I really like this idea. We all have ideas about what the ‘perfect’ school looks like. Some are all excited about academic pursuits. Some about artistic. Even further, some are excited to all students ‘be who they are’. I think for me, the New school should be about all of that.
I’ve got 3 children and each is so drastically different from the other. My oldest is gregarious and academically minded. She also enjoys music. My middle child is more inclined toward athletic and energetic pursuits. My youngest is all about service. Having such a small sample size inclines me to believe that school should be about teaching all of our kids the same thing. Every child needs to learn how to learn. It shouldn’t be about rote memorization or even solely experiential. It should be a combination of all the learning styles.

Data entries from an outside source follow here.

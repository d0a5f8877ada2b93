pub mod config;
pub mod info;
pub mod locate;
pub mod tiles;

use std::path::PathBuf;

use anyhow::{bail, Context, Result};
use clap::{Args, ValueEnum};
use tilezoom_core::{ImageInfo, NamingScheme, PyramidConfig, ScalingPolicy};

#[derive(Clone, Copy, ValueEnum)]
pub enum PolicyArg {
    PowerOfTwo,
    EvenSubdivision,
}

impl From<PolicyArg> for ScalingPolicy {
    fn from(arg: PolicyArg) -> Self {
        match arg {
            PolicyArg::PowerOfTwo => ScalingPolicy::PowerOfTwo,
            PolicyArg::EvenSubdivision => ScalingPolicy::EvenSubdivision,
        }
    }
}

#[derive(Clone, Copy, ValueEnum)]
pub enum NamingArg {
    Zoomify,
    Imgcnv,
    Bisque,
}

impl From<NamingArg> for NamingScheme {
    fn from(arg: NamingArg) -> Self {
        match arg {
            NamingArg::Zoomify => NamingScheme::Zoomify,
            NamingArg::Imgcnv => NamingScheme::Imgcnv,
            NamingArg::Bisque => NamingScheme::Bisque,
        }
    }
}

/// Image geometry source shared by the pyramid-building subcommands:
/// a TOML config file, a JSON descriptor, or inline flags.
#[derive(Args)]
pub struct GeometryArgs {
    /// Pyramid config file (TOML)
    #[arg(long)]
    pub config: Option<PathBuf>,

    /// Image descriptor file (JSON, as served by a metadata endpoint)
    #[arg(long)]
    pub descriptor: Option<PathBuf>,

    /// Base image width in pixels
    #[arg(long)]
    pub width: Option<u32>,

    /// Base image height in pixels
    #[arg(long)]
    pub height: Option<u32>,

    /// Tile size in pixels
    #[arg(long, default_value = "256")]
    pub tile_size: u32,

    /// Separate tile height for non-square tiles
    #[arg(long)]
    pub y_tile_size: Option<u32>,

    /// Explicit level count (inferred when omitted)
    #[arg(long)]
    pub levels: Option<usize>,

    /// Level scaling policy
    #[arg(long, value_enum, default_value = "power-of-two")]
    pub policy: PolicyArg,

    /// Tile naming scheme
    #[arg(long, value_enum, default_value = "zoomify")]
    pub naming: NamingArg,
}

impl GeometryArgs {
    pub fn resolve(&self) -> Result<PyramidConfig> {
        if let Some(ref path) = self.config {
            let contents = std::fs::read_to_string(path)
                .with_context(|| format!("Failed to read config {}", path.display()))?;
            return toml::from_str(&contents).context("Invalid pyramid config");
        }
        if let Some(ref path) = self.descriptor {
            let contents = std::fs::read_to_string(path)
                .with_context(|| format!("Failed to read descriptor {}", path.display()))?;
            let info = ImageInfo::from_json(&contents).context("Invalid image descriptor")?;
            return Ok(info.into_config(self.policy.into(), self.naming.into()));
        }
        let (Some(width), Some(height)) = (self.width, self.height) else {
            bail!("Specify --width and --height, or --config, or --descriptor");
        };
        Ok(PyramidConfig {
            width,
            height,
            tile_size: self.tile_size,
            y_tile_size: self.y_tile_size,
            levels: self.levels,
            policy: self.policy.into(),
            naming: self.naming.into(),
        })
    }
}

I personally do well learning by a combination of reading and doing. I’ve learned my best lessons by failing. Our current academic system is set up to teach by comparison. You are in the 98th percentile or you are in the 48th percentile, etc. It is measured by tests that by various standards have shown that all children may not be on equal footing just in the way the tests are designed. If we truly want our children to succeed, we need to allow them the freedom to fail.
I think another important thing to do is also allow children to explore. Exploration takes a couple of different routes. I explored my world through literature. Surround the children with books. Let them read and learn and escape. Additionally, they also need places to experiment safely. Give them space and materials to learn how the world works. And then places to play. Play with colors and toys and each other. Exploration in our current school system is prescribed and focused on pre-determined outcomes to determine if children can follow rules. We lose out on so much creativity when kids don’t get to explore with only limited rules for safety. We teach our children to be obedient, rather than innovative.
I suppose that’s my two cents worth. We shouldn’t be about creating normal people. If we truly want to excel in this world, we need to teach our children to be who they are.